Terraform Budget with Threshold Alerts

hcl
resource "aws_budgets_budget" "monthly" {
  name         = "monthly-total"
  budget_type  = "COST"
  limit_amount = "5000"
  limit_unit   = "USD"
  time_unit    = "MONTHLY"

  dynamic "notification" {
    for_each = [50, 80, 100, 120]
    content {
      comparison_operator       = "GREATER_THAN"
      threshold                 = notification.value
      threshold_type            = "PERCENTAGE"
      notification_type         = notification.value <= 100 ? "FORECASTED" : "ACTUAL"
      subscriber_email_addresses = ["eng-leads@company.com"]
      subscriber_sns_topic_arns  = [aws_sns_topic.budget_alerts.arn]
    }
  }
}

resource "aws_budgets_budget" "gpu" {
  name         = "gpu-spend"
  budget_type  = "COST"
  limit_amount = "2000"
  limit_unit   = "USD"
  time_unit    = "MONTHLY"

  cost_filter {
    name   = "Service"
    values = ["Amazon Elastic Compute Cloud - Compute"]
  }

  notification {
    comparison_operator       = "GREATER_THAN"
    threshold                 = 80
    threshold_type            = "PERCENTAGE"
    notification_type         = "ACTUAL"
    subscriber_email_addresses = ["ml-team@company.com"]
  }
}

Gotchas and Anti-Patterns

Hidden Costs: Data Egress

  • Problem: Cross-region and internet egress charges silently accumulate. $0.09/GB adds up with large datasets or high-traffic APIs.
  • Fix: Keep compute and storage co-located. Use CloudFront/CDN for public content. Monitor DataTransfer-Out-Bytes. Watch NAT Gateway costs ($0.045/GB).

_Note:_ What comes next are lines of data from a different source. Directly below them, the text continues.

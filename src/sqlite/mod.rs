//! SQLite backend holding one durable namespace (collection) per project.
//!
//! This module provides:
//! - `Database`: connection, schema and per-collection item operations
//! - `Item`: a stored (id, document, metadata) triple with optional distance
//! - `embedding`: BLOB conversion and cosine distance
//! - `filter`: metadata equality predicates
//! - `search`: similarity queries

pub mod embedding;
pub mod filter;
pub mod search;

use chrono::Utc;
use rusqlite::{Connection, OptionalExtension, params};
use serde_json::{Map, Value};
use std::path::Path;

pub use self::embedding::vec_to_blob;
pub use self::filter::MetadataFilter;

/// A stored item as returned by get and query operations.
#[derive(Debug, Clone)]
pub struct Item {
    pub id: String,
    pub document: String,
    pub metadata: Map<String, Value>,

    /// Cosine distance to the query (0.0 = identical, 2.0 = opposite).
    /// Only set by similarity queries.
    pub distance: Option<f64>,
}

/// Error types for SQLite operations.
#[derive(Debug)]
pub enum Error {
    Sqlite(String),
    InvalidBlobSize { expected: usize, actual: usize },
    MismatchedDimensions { expected: usize, actual: usize },
    EmptyVector,
    InvalidEmbedding(String),
    InvalidLimit(String),
    CorruptMetadata { id: String, reason: String },
    UnknownCollection(String),
}

impl std::fmt::Display for Error {
    fn fmt(&self, f: &mut std::fmt::Formatter<'_>) -> std::fmt::Result {
        match self {
            Error::Sqlite(msg) => write!(f, "Database error: {}", msg),
            Error::InvalidBlobSize { expected, actual } => write!(
                f,
                "Invalid BLOB size: expected {} bytes, got {} bytes",
                expected, actual
            ),
            Error::MismatchedDimensions { expected, actual } => write!(
                f,
                "Mismatched dimensions: expected {} dimensions, got {} dimensions",
                expected, actual
            ),
            Error::EmptyVector => write!(f, "Cannot compute distance with empty vector"),
            Error::InvalidEmbedding(msg) => write!(f, "Invalid embedding: {}", msg),
            Error::InvalidLimit(msg) => write!(f, "Invalid limit: {}", msg),
            Error::CorruptMetadata { id, reason } => {
                write!(f, "Corrupt metadata for item {}: {}", id, reason)
            }
            Error::UnknownCollection(name) => write!(f, "Collection does not exist: {}", name),
        }
    }
}

impl std::error::Error for Error {}

impl From<rusqlite::Error> for Error {
    fn from(err: rusqlite::Error) -> Self {
        Error::Sqlite(err.to_string())
    }
}

pub type Result<T> = std::result::Result<T, Error>;

/// SQLite database holding every memory namespace.
pub struct Database {
    conn: Connection,
}

fn create_schema(conn: &Connection) -> Result<()> {
    conn.execute_batch(
        r#"
        CREATE TABLE IF NOT EXISTS collections (
            name TEXT PRIMARY KEY,
            created_at TEXT NOT NULL
        );

        CREATE TABLE IF NOT EXISTS items (
            id TEXT PRIMARY KEY,
            collection TEXT NOT NULL,
            document TEXT NOT NULL,
            embedding BLOB NOT NULL,
            metadata TEXT NOT NULL
        );

        CREATE INDEX IF NOT EXISTS idx_items_collection ON items(collection);
        "#,
    )?;
    Ok(())
}

/// Parse the JSON metadata column of an item.
pub(crate) fn parse_metadata(id: &str, raw: &str) -> Result<Map<String, Value>> {
    match serde_json::from_str::<Value>(raw) {
        Ok(Value::Object(map)) => Ok(map),
        Ok(_) => Err(Error::CorruptMetadata {
            id: id.to_string(),
            reason: "metadata is not a JSON object".to_string(),
        }),
        Err(e) => Err(Error::CorruptMetadata {
            id: id.to_string(),
            reason: e.to_string(),
        }),
    }
}

impl Database {
    /// Open or create a SQLite database at the given path.
    ///
    /// # Errors
    ///
    /// Returns error if the database cannot be opened or schema initialization fails.
    pub fn open(path: &Path) -> Result<Self> {
        let conn = Connection::open(path)?;
        create_schema(&conn)?;
        Ok(Self { conn })
    }

    /// Create the collection if it does not exist yet.
    pub fn get_or_create_collection(&self, name: &str) -> Result<()> {
        self.conn.execute(
            "INSERT OR IGNORE INTO collections (name, created_at) VALUES (?1, ?2)",
            params![name, Utc::now().to_rfc3339()],
        )?;
        Ok(())
    }

    /// True if the collection exists.
    pub fn collection_exists(&self, name: &str) -> Result<bool> {
        let found = self
            .conn
            .query_row(
                "SELECT 1 FROM collections WHERE name = ?1",
                [name],
                |_| Ok(()),
            )
            .optional()?;
        Ok(found.is_some())
    }

    /// Names of every existing collection, sorted.
    pub fn list_collections(&self) -> Result<Vec<String>> {
        let mut stmt = self
            .conn
            .prepare("SELECT name FROM collections ORDER BY name")?;
        let names = stmt
            .query_map([], |row| row.get::<_, String>(0))?
            .collect::<rusqlite::Result<Vec<_>>>()?;
        Ok(names)
    }

    /// Number of items in a collection (0 if it does not exist).
    pub fn count(&self, name: &str) -> Result<usize> {
        let count: i64 = self.conn.query_row(
            "SELECT COUNT(*) FROM items WHERE collection = ?1",
            [name],
            |row| row.get(0),
        )?;
        Ok(count as usize)
    }

    /// Add an item to an existing collection.
    ///
    /// # Errors
    ///
    /// Returns `Error::UnknownCollection` if the collection was never created,
    /// or an error if the embedding has the wrong dimensions.
    pub fn add(
        &self,
        name: &str,
        id: &str,
        document: &str,
        embedding: &[f32],
        metadata: &Map<String, Value>,
    ) -> Result<()> {
        if !self.collection_exists(name)? {
            return Err(Error::UnknownCollection(name.to_string()));
        }
        let blob = vec_to_blob(embedding)?;
        let metadata = Value::Object(metadata.clone()).to_string();

        self.conn.execute(
            r#"
            INSERT INTO items (id, collection, document, embedding, metadata)
            VALUES (?1, ?2, ?3, ?4, ?5)
            "#,
            params![id, name, document, &blob, &metadata],
        )?;
        Ok(())
    }

    /// Fetch items from a collection in insertion order.
    ///
    /// `ids` restricts the result to those identifiers (missing ones are
    /// skipped); `filter` restricts it to matching metadata.
    pub fn get(
        &self,
        name: &str,
        ids: Option<&[String]>,
        filter: Option<&MetadataFilter>,
    ) -> Result<Vec<Item>> {
        let mut stmt = self.conn.prepare(
            r#"
            SELECT id, document, metadata
            FROM items
            WHERE collection = ?1
            ORDER BY rowid
            "#,
        )?;
        let rows = stmt.query_map([name], |row| {
            Ok((
                row.get::<_, String>(0)?,
                row.get::<_, String>(1)?,
                row.get::<_, String>(2)?,
            ))
        })?;

        let mut items = Vec::new();
        for row in rows {
            let (id, document, raw) = row?;
            if let Some(ids) = ids {
                if !ids.contains(&id) {
                    continue;
                }
            }
            let metadata = parse_metadata(&id, &raw)?;
            if !filter::passes(filter, &metadata) {
                continue;
            }
            items.push(Item {
                id,
                document,
                metadata,
                distance: None,
            });
        }
        Ok(items)
    }

    /// Delete the given ids from a collection, returning how many existed.
    pub fn delete(&self, name: &str, ids: &[String]) -> Result<usize> {
        let tx = self.conn.unchecked_transaction()?;
        let mut deleted = 0;
        {
            let mut stmt =
                tx.prepare("DELETE FROM items WHERE collection = ?1 AND id = ?2")?;
            for id in ids {
                deleted += stmt.execute(params![name, id])?;
            }
        }
        tx.commit()?;
        Ok(deleted)
    }

    /// Drop a collection and everything in it as one transaction.
    ///
    /// Returns the ids that were removed, or `None` if the collection did
    /// not exist.
    pub fn delete_collection(&self, name: &str) -> Result<Option<Vec<String>>> {
        let tx = self.conn.unchecked_transaction()?;
        let exists = tx
            .query_row(
                "SELECT 1 FROM collections WHERE name = ?1",
                [name],
                |_| Ok(()),
            )
            .optional()?
            .is_some();
        if !exists {
            return Ok(None);
        }

        let ids = {
            let mut stmt =
                tx.prepare("SELECT id FROM items WHERE collection = ?1 ORDER BY rowid")?;
            stmt.query_map([name], |row| row.get::<_, String>(0))?
                .collect::<rusqlite::Result<Vec<_>>>()?
        };
        tx.execute("DELETE FROM items WHERE collection = ?1", [name])?;
        tx.execute("DELETE FROM collections WHERE name = ?1", [name])?;
        tx.commit()?;
        Ok(Some(ids))
    }

    /// Get internal connection (for internal use, e.g., tests).
    #[cfg(test)]
    pub(crate) fn conn(&self) -> &Connection {
        &self.conn
    }
}

#[cfg(test)]
mod tests {
    use super::*;
    use serde_json::json;
    use tempfile::TempDir;

    fn create_test_db() -> Database {
        let dir = TempDir::new().unwrap();
        let path = dir.path().join("test.db");
        let db = Database::open(&path).unwrap();
        std::mem::forget(dir);
        db
    }

    fn meta(value: Value) -> Map<String, Value> {
        value.as_object().cloned().unwrap()
    }

    fn ids(values: &[&str]) -> Vec<String> {
        values.iter().map(|s| s.to_string()).collect()
    }

    #[test]
    fn test_collection_lifecycle() {
        let db = create_test_db();
        assert!(!db.collection_exists("memories_a").unwrap());
        db.get_or_create_collection("memories_a").unwrap();
        db.get_or_create_collection("memories_a").unwrap();
        assert!(db.collection_exists("memories_a").unwrap());
        assert_eq!(db.list_collections().unwrap(), ids(&["memories_a"]));
    }

    #[test]
    fn test_add_requires_collection() {
        let db = create_test_db();
        let result = db.add("missing", "1", "doc", &[0.1; 384], &Map::new());
        assert!(matches!(result, Err(Error::UnknownCollection(_))));
    }

    #[test]
    fn test_add_rejects_wrong_dimensions() {
        let db = create_test_db();
        db.get_or_create_collection("c").unwrap();
        let result = db.add("c", "1", "doc", &[0.1; 10], &Map::new());
        assert!(matches!(result, Err(Error::MismatchedDimensions { .. })));
    }

    #[test]
    fn test_add_get_and_count() {
        let db = create_test_db();
        db.get_or_create_collection("c").unwrap();
        db.add("c", "1", "first", &[0.1; 384], &meta(json!({"k": 1})))
            .unwrap();
        db.add("c", "2", "second", &[0.1; 384], &meta(json!({"k": 2})))
            .unwrap();

        assert_eq!(db.count("c").unwrap(), 2);
        assert_eq!(db.count("other").unwrap(), 0);

        let all = db.get("c", None, None).unwrap();
        assert_eq!(all.len(), 2);
        assert_eq!(all[0].document, "first");
        assert_eq!(all[1].metadata.get("k"), Some(&json!(2)));
        assert!(all[0].distance.is_none());
    }

    #[test]
    fn test_get_by_ids_skips_missing() {
        let db = create_test_db();
        db.get_or_create_collection("c").unwrap();
        db.add("c", "1", "one", &[0.1; 384], &Map::new()).unwrap();

        let found = db.get("c", Some(&ids(&["1", "nope"])), None).unwrap();
        assert_eq!(found.len(), 1);
        assert_eq!(found[0].id, "1");
    }

    #[test]
    fn test_get_with_filter() {
        let db = create_test_db();
        db.get_or_create_collection("c").unwrap();
        db.add("c", "1", "a", &[0.1; 384], &meta(json!({"tag_x": true})))
            .unwrap();
        db.add("c", "2", "b", &[0.1; 384], &Map::new()).unwrap();

        let filter = MetadataFilter::eq("tag_x", true);
        let found = db.get("c", None, Some(&filter)).unwrap();
        assert_eq!(found.len(), 1);
        assert_eq!(found[0].id, "1");
    }

    #[test]
    fn test_collections_are_isolated() {
        let db = create_test_db();
        db.get_or_create_collection("a").unwrap();
        db.get_or_create_collection("b").unwrap();
        db.add("a", "1", "in a", &[0.1; 384], &Map::new()).unwrap();

        assert!(db.get("b", None, None).unwrap().is_empty());
        assert_eq!(db.delete("b", &ids(&["1"])).unwrap(), 0);
        assert_eq!(db.count("a").unwrap(), 1);
    }

    #[test]
    fn test_delete_ids() {
        let db = create_test_db();
        db.get_or_create_collection("c").unwrap();
        db.add("c", "1", "one", &[0.1; 384], &Map::new()).unwrap();
        db.add("c", "2", "two", &[0.1; 384], &Map::new()).unwrap();

        assert_eq!(db.delete("c", &ids(&["1", "3"])).unwrap(), 1);
        assert_eq!(db.count("c").unwrap(), 1);
    }

    #[test]
    fn test_delete_collection_returns_ids() {
        let db = create_test_db();
        db.get_or_create_collection("c").unwrap();
        db.add("c", "1", "one", &[0.1; 384], &Map::new()).unwrap();
        db.add("c", "2", "two", &[0.1; 384], &Map::new()).unwrap();

        let removed = db.delete_collection("c").unwrap();
        assert_eq!(removed, Some(ids(&["1", "2"])));
        assert!(!db.collection_exists("c").unwrap());
        assert_eq!(db.count("c").unwrap(), 0);
    }

    #[test]
    fn test_delete_missing_collection() {
        let db = create_test_db();
        assert_eq!(db.delete_collection("nope").unwrap(), None);
    }

    #[test]
    fn test_corrupt_metadata_is_reported() {
        let db = create_test_db();
        db.get_or_create_collection("c").unwrap();
        db.add("c", "1", "one", &[0.1; 384], &Map::new()).unwrap();
        db.conn()
            .execute("UPDATE items SET metadata = 'not json' WHERE id = '1'", [])
            .unwrap();

        let result = db.get("c", None, None);
        assert!(matches!(result, Err(Error::CorruptMetadata { .. })));
    }

    #[test]
    fn test_database_reopen() {
        let dir = TempDir::new().unwrap();
        let path = dir.path().join("test.db");
        {
            let db = Database::open(&path).unwrap();
            db.get_or_create_collection("c").unwrap();
            db.add("c", "1", "persistent", &[0.1; 384], &Map::new())
                .unwrap();
        }
        let db = Database::open(&path).unwrap();
        let items = db.get("c", None, None).unwrap();
        assert_eq!(items.len(), 1);
        assert_eq!(items[0].document, "persistent");
    }
}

Hidden Costs: API Calls and Storage

  • Problem: S3 LIST requests cost 5x GET. DynamoDB capacity units surprise teams. CloudWatch log ingestion at $0.50/GB.
  • Fix: Audit API call patterns. Set S3 lifecycle policies. Use DynamoDB on-demand for unpredictable workloads.

GPU Idle Waste

  • Problem: GPU instances running 24/7 for jobs that run hours/day. Idle p4d.24xlarge costs ~$800/day.
  • Fix: Use spot with checkpointing. Implement job queues that acquire/release GPUs per job. Alert on GPU utilization < 10% over 1 hour.

Over-Provisioned Dev Environments

  • Problem: Dev mirrors production sizing. 8 devs on m5.2xlarge 24/7 = $4,300/month mostly idle.
  • Fix: Use t3.medium for dev. Schedule auto-shutdown outside business hours (saves 65%). Use cloud workstations on demand.